Se si legge con attenzione l’articolo 55a si nota che esso riporta le espressioni: “il Popolo polacco”, lo “Stato polacco”. Dopo l’invasione della Polonia del 1939 e la sua capitolazione, l’entità statale polacca aveva totalmente cessato di esistere; autorità ed esercito erano stati sciolti, mentre molti polacchi si organizzavano in clandestinità, dando vita alla resistenza. Una situazione, dunque, diversa da paesi come Ungheria, Slovacchia, Italia, dove, sebbene chiaramente non tutti fossero a favore dei rispettivi regimi fascisti, esistevano autorità militari, eserciti, forze dell’ordine e apparati burocratici che commettevano crimini e contribuivano sistematicamente allo sterminio.

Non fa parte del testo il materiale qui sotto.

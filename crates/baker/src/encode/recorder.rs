//! Ties the compositor output and the encoder cores to one muxer session.

use glcv_codec::{CodecBackend, TrackKind};
use glcv_common::error::{GlcvError, GlcvResult};
use serde::Serialize;

use super::audio::AudioEncoderCore;
use super::drain::TrackAddedObserver;
use super::processor::AudioProcessor;
use super::session::{MuxerSession, SharedMuxer};
use super::video::VideoEncoderCore;
use crate::compositor::Compositor;
use crate::request::EncoderConfig;

#[derive(Debug, Clone, Copy, PartialEq, Eq)]
enum RecorderState {
    Idle,
    Recording,
    Stopped,
}

/// Counters reported when a recording ends.
#[derive(Debug, Clone, Copy, Default, PartialEq, Eq, Serialize)]
pub struct RecorderStats {
    pub frames_rendered: u64,
    pub video_samples: u64,
    pub audio_samples: u64,
}

pub struct Recorder {
    config: EncoderConfig,
    audio_expected: bool,
    state: RecorderState,
    muxer: Option<SharedMuxer>,
    video: Option<VideoEncoderCore>,
    audio: Option<AudioEncoderCore>,
    stats: RecorderStats,
}

impl Recorder {
    pub fn new(config: EncoderConfig, audio_expected: bool) -> Self {
        Self {
            config,
            audio_expected,
            state: RecorderState::Idle,
            muxer: None,
            video: None,
            audio: None,
            stats: RecorderStats::default(),
        }
    }

    /// Build the muxer session and the encoder cores. The muxer starts
    /// later, once the last expected track reports its format.
    pub fn raise_encoder(&mut self, backend: &dyn CodecBackend) -> GlcvResult<()> {
        if self.state != RecorderState::Idle {
            tracing::warn!("Encoder already raised");
            return Ok(());
        }
        let expected_tracks = if self.audio_expected { 2 } else { 1 };
        let muxer = backend.create_muxer(&self.config.output_path)?;
        let session = MuxerSession::new(muxer, expected_tracks).shared();

        let video = match VideoEncoderCore::new(
            backend,
            &self.config,
            session.clone(),
            Some(start_when_ready(session.clone())),
        ) {
            Ok(core) => core,
            Err(e) => {
                session.borrow_mut().release();
                return Err(e);
            }
        };
        self.video = Some(video);
        self.muxer = Some(session.clone());

        if self.audio_expected {
            match AudioEncoderCore::new(
                backend,
                &self.config,
                session.clone(),
                Some(start_when_ready(session)),
            ) {
                Ok(core) => self.audio = Some(core),
                Err(e) => {
                    self.release();
                    return Err(e);
                }
            }
        }

        self.state = RecorderState::Recording;
        tracing::info!(
            output = %self.config.output_path.display(),
            width = self.config.width,
            height = self.config.height,
            audio = self.audio_expected,
            "Recorder ready"
        );
        Ok(())
    }

    /// Encode the composited scene at `pts_ns`, along with the current
    /// audio chunk.
    pub fn frame_available(
        &mut self,
        pts_ns: i64,
        compositor: &mut Compositor,
        audio: &AudioProcessor,
    ) -> GlcvResult<()> {
        if self.state != RecorderState::Recording {
            return Err(GlcvError::protocol("Frame available while not recording"));
        }
        let video = self
            .video
            .as_mut()
            .ok_or_else(|| GlcvError::protocol("Frame available without a video encoder"))?;

        video.render(compositor.render(), pts_ns)?;
        video.drain(false)?;

        if let Some(core) = self.audio.as_mut() {
            if let Some(chunk) = audio.process_data() {
                core.encode(&chunk, pts_ns / 1_000)?;
            }
            core.drain(false)?;
        }

        self.stats.frames_rendered += 1;
        Ok(())
    }

    /// Drain both encoders to end of stream and finalize the container.
    /// Runs at most once.
    pub fn stop_recording(&mut self) -> GlcvResult<RecorderStats> {
        if self.state != RecorderState::Recording {
            return Ok(self.stats);
        }
        self.state = RecorderState::Stopped;

        let drained = self.drain_to_end();
        self.collect_stats();
        if let Some(core) = self.audio.as_mut() {
            core.release();
        }
        if let Some(core) = self.video.as_mut() {
            core.release();
        }

        let Some(muxer) = self.muxer.take() else {
            return drained.map(|_| self.stats);
        };
        let mut session = muxer.borrow_mut();
        if let Err(e) = drained {
            session.release();
            return Err(e);
        }
        session.finish()?;
        tracing::info!(
            frames = self.stats.frames_rendered,
            video_samples = self.stats.video_samples,
            audio_samples = self.stats.audio_samples,
            "Recording finalized"
        );
        Ok(self.stats)
    }

    fn drain_to_end(&mut self) -> GlcvResult<()> {
        if let Some(core) = self.audio.as_mut() {
            core.drain(true)?;
        }
        if let Some(core) = self.video.as_mut() {
            core.drain(true)?;
        }
        Ok(())
    }

    fn collect_stats(&mut self) {
        self.stats.video_samples = self.video.as_ref().map_or(0, |c| c.samples_written());
        self.stats.audio_samples = self.audio.as_ref().map_or(0, |c| c.samples_written());
    }

    /// Tear down without draining.
    pub fn release(&mut self) {
        self.state = RecorderState::Stopped;
        if let Some(core) = self.audio.as_mut() {
            core.release();
        }
        if let Some(core) = self.video.as_mut() {
            core.release();
        }
        if let Some(muxer) = self.muxer.take() {
            muxer.borrow_mut().release();
        }
    }

    pub fn is_recording(&self) -> bool {
        self.state == RecorderState::Recording
    }

    pub fn stats(&self) -> RecorderStats {
        self.stats
    }
}

fn start_when_ready(session: SharedMuxer) -> TrackAddedObserver {
    Box::new(move |kind: TrackKind| {
        if session.borrow_mut().start_if_ready()? {
            tracing::debug!(%kind, "Last expected track added; muxer running");
        }
        Ok(())
    })
}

Anche in Polonia hanno avuto luogo crimini contro la popolazione ebraica, questo non si può e non lo si deve mai negare, ma non si può certo parlare della partecipazione di un apparato statale o della maggior parte del popolo, quando, tra l’altro, il 25% di coloro che sono stati dichiarati giusti tra le Nazioni del mondo sono proprio polacchi. Invece, dopo la firma del presidente, molti siti d’informazione italiani già scrivono sentenze del tipo “questa legge impedisce di parlare di qualsiasi caso di complicità di cittadini o di gruppi polacchi nell’Olocausto”. Nulla di più falso. Si vuole combattere l’errata accusa verso un popolo o uno Stato, in quanto non vi fu da parte polacca un modus operandi sistematico.
Alcuni temono che la legge possa limitare la libertà di stampa, altri che sia male costruita e quindi difficilmente applicabile: essa, infatti, oltre a voler rivolgersi anche a cittadini non polacchi, esime dalle accuse gli ambiti di ricerca scientifici e artistici, concetti dai confini non ben definiti.
Il presidente della Repubblica ha compiuto l’unica mossa che poteva fare: firmare e, in quanto egli stesso avvocato, mandare l’emendamento alla Consulta per una verifica. Un eventuale veto avrebbe provocato ulteriori polemiche.
È pur vero che la Polonia ha un governo conservatore che fa spesso leva sulle emozioni di parte del suo popolo, fatto che ha creato timore e perplessità nel resto d’Europa, ma in questa situazione l’esecutivo si stava occupando – tra l’altro da molto tempo – di un problema, quello dell’infelice e ignobile espressione “campi polacchi” in riferimento ai lager nazisti che, come afferma il presidente del Consiglio Europeo Donald Tusk, è una “terribile diffamazione” che “nuoce agli interessi e al buon nome della Polonia”. La questione spinosa, come ribadisce lo stesso Tusk, resta soprattutto quella della gestione della tematica, del tatto che una scelta del genere impone nel rispetto dei milioni di morti che quella tragedia ha comportato, mentre sull’emendamento si sono creati inutili miti e incomprensioni.